8.Issuance and Delivery of Shares; Ownership Rights.
a. Issuance and Delivery of Shares. With respect to Common Stock issuable on the applicable dates set forth in Paragraph 4 or 6, the shares of Common Stock will be issued in the name of and delivered to the Employee via electronic delivery to the Employee’s account with the Company’s stock plan administrator and will be freely transferable by the Employee. The Committee may change the procedure for issuance and delivery of shares of Common Stock at any time, subject to the provisions of Paragraph 22. Notwithstanding any other provision of this Restricted Stock Unit Agreement, the issuance and delivery of the shares of Common Stock under this Paragraph 8 shall be subject to the requirements of Paragraph 11, including restrictions on transfer as provided therein to the extent applicable.
b.Ownership Rights and Stock Dividends. The Employee is not entitled to any voting and ownership rights applicable to the Common Stock underlying the Restricted Stock Units, prior to the issuance of the shares of Common Stock. Following the issuance of the shares of Common Stock, the Employee shall have all voting and ownership rights as provided to other shareholders. During the Restriction Period, to the extent the Restricted Stock Units have not been forfeited, if the Employee is employed on the record date for any dividends and other distributions with respect to the Common Stock that are paid in Common Stock or other securities of the Company to the holders of the Common Stock (the “Stock Dividends”), including under Paragraph 9, the Employee shall be granted additional Restricted Stock Units equal to the additional Stock Dividends that the Employee would have received if the Restricted Stock Units were actual shares of Common Stock, and such additional Restricted Stock Units shall be subject to the same restrictions on transferability, forfeiture, vesting, payment and withholding provisions as the Restricted Stock Units to which such additional Restricted Stock Units relate.
c.Cash Dividends.

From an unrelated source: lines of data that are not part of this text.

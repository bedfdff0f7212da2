use anyhow::Result;
use chrono::{Local, NaiveDate};
use sqlx::sqlite::SqlitePool;
use std::sync::{Arc, RwLock};
use std::time::Duration;
use tokio::task::JoinHandle;

use crate::currencies::{
    convert_and_format, convert_currency, currency_info, eur, format_price, save_rate_snapshot,
    Currency, SUPPORTED_CURRENCIES,
};
use crate::db;
use crate::models::{EffectivePricing, Listing, RentalRequest};
use crate::pricing::resolve_effective_pricing;
use crate::rates::ExchangeRateStore;
use crate::rental::{compute_rental_total, QuoteError, RentalQuote};

pub const DISPLAY_CURRENCY_KEY: &str = "display_currency";

/// The one engine instance the rest of the application talks to. Built once
/// at startup and passed by reference, there is no ambient global state.
pub struct PricingEngine {
    store: Arc<ExchangeRateStore>,
    pool: SqlitePool,
    display_currency: RwLock<String>,
}

impl PricingEngine {
    /// Load the persisted display-currency preference and build the engine.
    /// A missing or unsupported saved code falls back to EUR.
    pub async fn new(store: Arc<ExchangeRateStore>, pool: SqlitePool) -> Result<Self> {
        let display_currency = match db::get_setting(&pool, DISPLAY_CURRENCY_KEY).await? {
            Some(code) if currency_info(&code).is_some() => code,
            Some(code) => {
                eprintln!(
                    "⚠️  Warning: saved display currency {} is not supported, using EUR",
                    code
                );
                eur().code.to_string()
            }
            None => eur().code.to_string(),
        };

        Ok(Self {
            store,
            pool,
            display_currency: RwLock::new(display_currency),
        })
    }

    pub fn display_currency(&self) -> String {
        self.display_currency.read().unwrap().clone()
    }

    /// Change and persist the preferred display currency.
    pub async fn set_display_currency(&self, code: &str) -> Result<()> {
        if currency_info(code).is_none() {
            anyhow::bail!("Unsupported display currency: {}", code);
        }
        db::set_setting(&self.pool, DISPLAY_CURRENCY_KEY, code).await?;
        *self.display_currency.write().unwrap() = code.to_string();
        Ok(())
    }

    pub fn supported_currencies(&self) -> &'static [Currency] {
        SUPPORTED_CURRENCIES
    }

    pub fn current_currency_info(&self) -> &'static Currency {
        currency_info(&self.display_currency()).unwrap_or_else(eur)
    }

    /// Convert an amount; the target defaults to the display currency.
    pub fn convert_amount(&self, amount: f64, from: &str, to: Option<&str>) -> f64 {
        let table = self.store.current_table();
        let to = to.map_or_else(|| self.display_currency(), str::to_string);
        convert_currency(amount, from, &to, &table)
    }

    /// Format an amount; the currency defaults to the display currency.
    pub fn format_price(&self, amount: f64, currency: Option<&str>) -> String {
        let currency = currency.map_or_else(|| self.display_currency(), str::to_string);
        format_price(amount, &currency)
    }

    pub fn convert_and_format_price(&self, amount: f64, from: &str, to: Option<&str>) -> String {
        let to = to.map_or_else(|| self.display_currency(), str::to_string);
        convert_and_format(amount, from, &to, &self.store.current_table())
    }

    pub fn resolve_effective_pricing(&self, listing: &Listing, date: NaiveDate) -> EffectivePricing {
        resolve_effective_pricing(listing, date)
    }

    pub fn compute_rental_total(
        &self,
        listing: &Listing,
        request: &RentalRequest,
    ) -> Result<RentalQuote, QuoteError> {
        compute_rental_total(listing, request, &self.store.current_table())
    }

    pub fn rate_store(&self) -> &ExchangeRateStore {
        &self.store
    }

    /// Manual refresh trigger. When a new table is applied the snapshot is
    /// persisted so a restart starts from the last-good rates. Persistence
    /// problems are logged, never fatal.
    pub async fn refresh_rates(&self) -> bool {
        let applied = self.store.refresh().await;
        if applied {
            let table = self.store.current_table();
            if let Err(e) =
                save_rate_snapshot(&self.pool, &table, Local::now().timestamp()).await
            {
                eprintln!("⚠️  Warning: failed to persist rate snapshot: {}", e);
            }
        }
        applied
    }

    /// Periodic refresh loop. The first tick fires immediately.
    pub async fn run_refresh_loop(self: Arc<Self>, every: Duration) {
        let mut ticker = tokio::time::interval(every);
        loop {
            ticker.tick().await;
            if self.refresh_rates().await {
                println!(
                    "✅ Exchange rates updated at {}",
                    Local::now().format("%Y-%m-%d %H:%M:%S")
                );
            }
        }
    }

    pub fn spawn_refresh_task(self: &Arc<Self>, every: Duration) -> JoinHandle<()> {
        tokio::spawn(Arc::clone(self).run_refresh_loop(every))
    }
}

During the Restriction Period, to the extent the Restricted Stock Units have not been forfeited, if the Employee is employed on the record date for any cash dividends declared on the Common Stock, such cash dividends that would be payable with respect to the Restricted Stock Units if they were shares of Common Stock (the “Cash Dividend Equivalents”) shall be credited to a hypothetical account and held by the Company until payable or forfeited pursuant hereto. No interest shall accrue on the Cash Dividend Equivalents or otherwise be paid for the holding period. The Cash Dividend Equivalents shall be subject to the same restrictions on transferability, forfeiture, vesting, payment and withholding provisions as the Restricted Stock Units with respect to which they were paid.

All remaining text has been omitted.